Since the 1980s, many activists and writers have turned from identity politics toward ethnic religious traditions to rediscover and reinvigorate their historic role in resistance to colonialism and oppression. In her examination of contemporary fiction by women of color—including Toni Morrison, Ana Castillo, Toni Cade Bambara, Louise Erdrich, and Leslie Marmon Silko—Channette Romero considers the way these novels newly engage with Vodun, Santería, Candomblé, and American Indian traditions. Critical of a widespread disengagement from civic participation and of the contemporary novel’s disconnection from politics, this fiction attempts to transform the novel and the practice of reading into a means of political engagement and an inspiration for social change.
Reviews:
Activism and the American Novel provides an original and significant contribution to U.S. literary studies, ethnic studies, and feminist scholarship. Bringing a diverse group of ethnic authors into dialogue, Romero offers a more complicated multicultural focus and an important direction for twenty-first-century work.

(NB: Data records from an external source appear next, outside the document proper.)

mod common;

use axum_test::TestServer;
use serde_json::{Value, json};
use sgtl_api::routes::api_router;
use sqlx::PgPool;

fn make_server(pool: PgPool) -> TestServer {
    let (state, _rx) = common::create_test_state(pool);
    TestServer::new(api_router(state)).unwrap()
}

#[sqlx::test]
async fn test_token_success(pool: PgPool) {
    let server = make_server(pool);

    let response = server
        .post("/token")
        .form(&[
            ("username", common::ADMIN_USERNAME),
            ("password", common::ADMIN_PASSWORD),
        ])
        .await;

    response.assert_status_ok();
    let json = response.json::<Value>();
    assert_eq!(json["token_type"], "bearer");
    assert!(json["access_token"].as_str().unwrap().split('.').count() == 3);
}

#[sqlx::test]
async fn test_token_wrong_password(pool: PgPool) {
    let server = make_server(pool);

    let response = server
        .post("/token")
        .form(&[("username", common::ADMIN_USERNAME), ("password", "nope")])
        .await;

    response.assert_status_unauthorized();
    let json = response.json::<Value>();
    assert_eq!(json["error"]["code"], "unauthorized");
    assert_eq!(json["error"]["message"], "Invalid credentials");
}

#[sqlx::test]
async fn test_token_ignores_extra_oauth_fields(pool: PgPool) {
    let server = make_server(pool);

    server
        .post("/token")
        .form(&[
            ("grant_type", "password"),
            ("username", common::ADMIN_USERNAME),
            ("password", common::ADMIN_PASSWORD),
            ("scope", ""),
        ])
        .await
        .assert_status_ok();
}

#[sqlx::test]
async fn test_issued_token_unlocks_mutations(pool: PgPool) {
    let server = make_server(pool);

    let token = server
        .post("/token")
        .form(&[
            ("username", common::ADMIN_USERNAME),
            ("password", common::ADMIN_PASSWORD),
        ])
        .await
        .json::<Value>()["access_token"]
        .as_str()
        .unwrap()
        .to_string();

    server
        .post("/links")
        .add_header("Authorization", format!("Bearer {token}"))
        .json(&json!({ "titulo": "Site", "url": "https://example.com" }))
        .await
        .assert_status(axum::http::StatusCode::CREATED);
}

This book takes as its focus an important, powerful, widely read, and widely taught body of contemporary American literature by renowned women of color. The author’s sophisticated grasp of spirituality and her thorough, nuanced knowledge of contemporary literature shine through the book. This is a valuable work by a gifted and insightful literary critic.
Channette Romero is Assistant Professor of English at the University of Georgia.